Work required:
Would you please return all of the entries below exactly as shown?

Start of Exercise data

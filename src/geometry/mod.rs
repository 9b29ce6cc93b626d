//! Planar geometry on contour points: convex hull and minimum-area rectangle.

pub mod hull;
pub mod min_rect;

pub use hull::convex_hull;
pub use min_rect::min_area_rect;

End of Exercise data

Written solution:
filename src/geometry/mod.rs
repository 9b29ce6cc93b626d
//! Planar geometry on contour points: convex hull and minimum-area rectangle.

pub mod hull;
pub mod min_rect;

pub use hull::convex_hull;
pub use min_rect::min_area_rect;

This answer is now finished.